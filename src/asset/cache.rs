//! Asset Cache - load-once access to images and sounds
//!
//! Constructed once by the frame driver and passed by reference to whoever
//! needs art or audio. Nothing is ever evicted.
//!
//! Failures never propagate to callers:
//! - a missing or undecodable image yields the shared placeholder
//! - a missing or unplayable sound yields `None` (silence)
//!
//! Failed paths are remembered so a bad path is only read (and warned
//! about) once. The placeholder itself is never stored under the requested
//! path, and [`AssetCache::forget`] drops both kinds of entry so the next
//! request goes back to disk.

use std::collections::{HashMap, HashSet};
use std::path::{Path, PathBuf};

use super::handle::{ImageHandle, SoundHandle};
use super::loader::{load_image, load_sound};

pub struct AssetCache {
    /// Relative request paths are resolved against this directory
    root: PathBuf,
    images: HashMap<PathBuf, ImageHandle>,
    sounds: HashMap<PathBuf, SoundHandle>,
    failed_images: HashSet<PathBuf>,
    failed_sounds: HashSet<PathBuf>,
    placeholder: ImageHandle,
    /// False when the audio device could not be opened at startup
    sound_enabled: bool,
}

impl AssetCache {
    pub fn new(root: impl Into<PathBuf>, sound_enabled: bool) -> Self {
        Self {
            root: root.into(),
            images: HashMap::new(),
            sounds: HashMap::new(),
            failed_images: HashSet::new(),
            failed_sounds: HashSet::new(),
            placeholder: ImageHandle::placeholder(),
            sound_enabled,
        }
    }

    fn resolve(&self, path: &Path) -> PathBuf {
        // join() keeps absolute paths as-is
        self.root.join(path)
    }

    /// Get an image, loading it on first request.
    ///
    /// Never fails: returns the placeholder if the file is missing or
    /// cannot be decoded.
    pub fn get_image(&mut self, path: impl AsRef<Path>) -> ImageHandle {
        let path = path.as_ref();
        if let Some(image) = self.images.get(path) {
            return image.clone();
        }
        if self.failed_images.contains(path) {
            return self.placeholder.clone();
        }

        match load_image(&self.resolve(path)) {
            Ok(image) => {
                tracing::debug!(path = %path.display(), w = image.width(), h = image.height(), "image loaded");
                self.images.insert(path.to_path_buf(), image.clone());
                image
            }
            Err(e) => {
                tracing::warn!("image unavailable, using placeholder: {e}");
                self.failed_images.insert(path.to_path_buf());
                self.placeholder.clone()
            }
        }
    }

    /// Get a sound, loading it on first request.
    ///
    /// Returns `None` without touching the disk when sound is disabled, and
    /// `None` when the file is missing or not a playable format.
    pub fn get_sound(&mut self, path: impl AsRef<Path>) -> Option<SoundHandle> {
        if !self.sound_enabled {
            return None;
        }

        let path = path.as_ref();
        if let Some(sound) = self.sounds.get(path) {
            return Some(sound.clone());
        }
        if self.failed_sounds.contains(path) {
            return None;
        }

        match load_sound(&self.resolve(path)) {
            Ok(sound) => {
                tracing::debug!(path = %path.display(), format = ?sound.format(), "sound loaded");
                self.sounds.insert(path.to_path_buf(), sound.clone());
                Some(sound)
            }
            Err(e) => {
                tracing::warn!("sound unavailable, staying silent: {e}");
                self.failed_sounds.insert(path.to_path_buf());
                None
            }
        }
    }

    /// Drop any cached result (success or failure) for `path`.
    pub fn forget(&mut self, path: impl AsRef<Path>) {
        let path = path.as_ref();
        self.images.remove(path);
        self.sounds.remove(path);
        self.failed_images.remove(path);
        self.failed_sounds.remove(path);
    }

    #[cfg(test)]
    pub fn is_placeholder(&self, image: &ImageHandle) -> bool {
        image.ptr_eq(&self.placeholder)
    }

    pub fn sound_enabled(&self) -> bool {
        self.sound_enabled
    }

    /// Number of successfully loaded images
    pub fn image_count(&self) -> usize {
        self.images.len()
    }

    /// Number of successfully loaded sounds
    pub fn sound_count(&self) -> usize {
        self.sounds.len()
    }
}

#[cfg(test)]
mod tests {
    use super::*;
    use crate::asset::handle::{SoundFormat, PLACEHOLDER_FILL};
    use image::{Rgba, RgbaImage};

    fn write_png(dir: &Path, name: &str, w: u32, h: u32) {
        let img = RgbaImage::from_pixel(w, h, Rgba([10, 20, 30, 255]));
        img.save(dir.join(name)).unwrap();
    }

    fn write_wav(dir: &Path, name: &str) {
        let mut bytes = b"RIFF".to_vec();
        bytes.extend_from_slice(&36u32.to_le_bytes());
        bytes.extend_from_slice(b"WAVEfmt ");
        std::fs::write(dir.join(name), bytes).unwrap();
    }

    #[test]
    fn test_missing_image_yields_placeholder() {
        let dir = tempfile::tempdir().unwrap();
        let mut cache = AssetCache::new(dir.path(), true);

        let img = cache.get_image("does/not/exist.png");
        assert_eq!((img.width(), img.height()), (32, 32));
        assert_eq!(img.pixel(10, 10), PLACEHOLDER_FILL);
        assert!(cache.is_placeholder(&img));
        assert_eq!(cache.image_count(), 0);
    }

    #[test]
    fn test_image_is_cached() {
        let dir = tempfile::tempdir().unwrap();
        write_png(dir.path(), "player.png", 30, 40);
        let mut cache = AssetCache::new(dir.path(), true);

        let first = cache.get_image("player.png");
        assert_eq!((first.width(), first.height()), (30, 40));
        assert!(!cache.is_placeholder(&first));

        // Deleting the file does not matter once it is cached
        std::fs::remove_file(dir.path().join("player.png")).unwrap();
        let second = cache.get_image("player.png");
        assert!(first.ptr_eq(&second));
        assert_eq!(cache.image_count(), 1);
    }

    #[test]
    fn test_undecodable_image_yields_placeholder() {
        let dir = tempfile::tempdir().unwrap();
        std::fs::write(dir.path().join("broken.png"), b"definitely not a png").unwrap();
        let mut cache = AssetCache::new(dir.path(), true);

        let img = cache.get_image("broken.png");
        assert!(cache.is_placeholder(&img));
    }

    #[test]
    fn test_failure_is_remembered_until_forgotten() {
        let dir = tempfile::tempdir().unwrap();
        let mut cache = AssetCache::new(dir.path(), true);

        let first = cache.get_image("late.png");
        assert!(cache.is_placeholder(&first));

        // File appears later: the remembered failure still wins...
        write_png(dir.path(), "late.png", 8, 8);
        let second = cache.get_image("late.png");
        assert!(cache.is_placeholder(&second));

        // ...until the cache is told to forget it
        cache.forget("late.png");
        let img = cache.get_image("late.png");
        assert!(!cache.is_placeholder(&img));
        assert_eq!(img.width(), 8);
    }

    #[test]
    fn test_sound_loaded_and_cached() {
        let dir = tempfile::tempdir().unwrap();
        write_wav(dir.path(), "coin.wav");
        let mut cache = AssetCache::new(dir.path(), true);

        let first = cache.get_sound("coin.wav").unwrap();
        assert_eq!(first.format(), SoundFormat::Wav);
        let second = cache.get_sound("coin.wav").unwrap();
        assert!(first.ptr_eq(&second));
        assert_eq!(cache.sound_count(), 1);
    }

    #[test]
    fn test_missing_or_bad_sound_is_silent() {
        let dir = tempfile::tempdir().unwrap();
        std::fs::write(dir.path().join("noise.mp3"), b"ID3\x03garbage").unwrap();
        let mut cache = AssetCache::new(dir.path(), true);

        assert!(cache.get_sound("missing.wav").is_none());
        assert!(cache.get_sound("noise.mp3").is_none());
        assert_eq!(cache.sound_count(), 0);
    }

    #[test]
    fn test_disabled_audio_never_loads() {
        let dir = tempfile::tempdir().unwrap();
        write_wav(dir.path(), "coin.wav");
        let mut cache = AssetCache::new(dir.path(), false);

        assert!(!cache.sound_enabled());
        assert!(cache.get_sound("coin.wav").is_none());
        assert_eq!(cache.sound_count(), 0);
    }
}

+-------+

> **TASK OBJECTIVE**
Repeat the entries above exactly, from the first line through the line containing "pub struct AssetCache".

> **EXERCISE OUTPUT**
filename src/asset/cache.rs
//! Asset Cache - load-once access to images and sounds
//!
//! Constructed once by the frame driver and passed by reference to whoever
//! needs art or audio. Nothing is ever evicted.
//!
//! Failures never propagate to callers:
//! - a missing or undecodable image yields the shared placeholder
//! - a missing or unplayable sound yields `None` (silence)
//!
//! Failed paths are remembered so a bad path is only read (and warned
//! about) once. The placeholder itself is never stored under the requested
//! path, and [`AssetCache::forget`] drops both kinds of entry so the next
//! request goes back to disk.

use std::collections::{HashMap, HashSet};
use std::path::{Path, PathBuf};

use super::handle::{ImageHandle, SoundHandle};
use super::loader::{load_image, load_sound};

pub struct AssetCache {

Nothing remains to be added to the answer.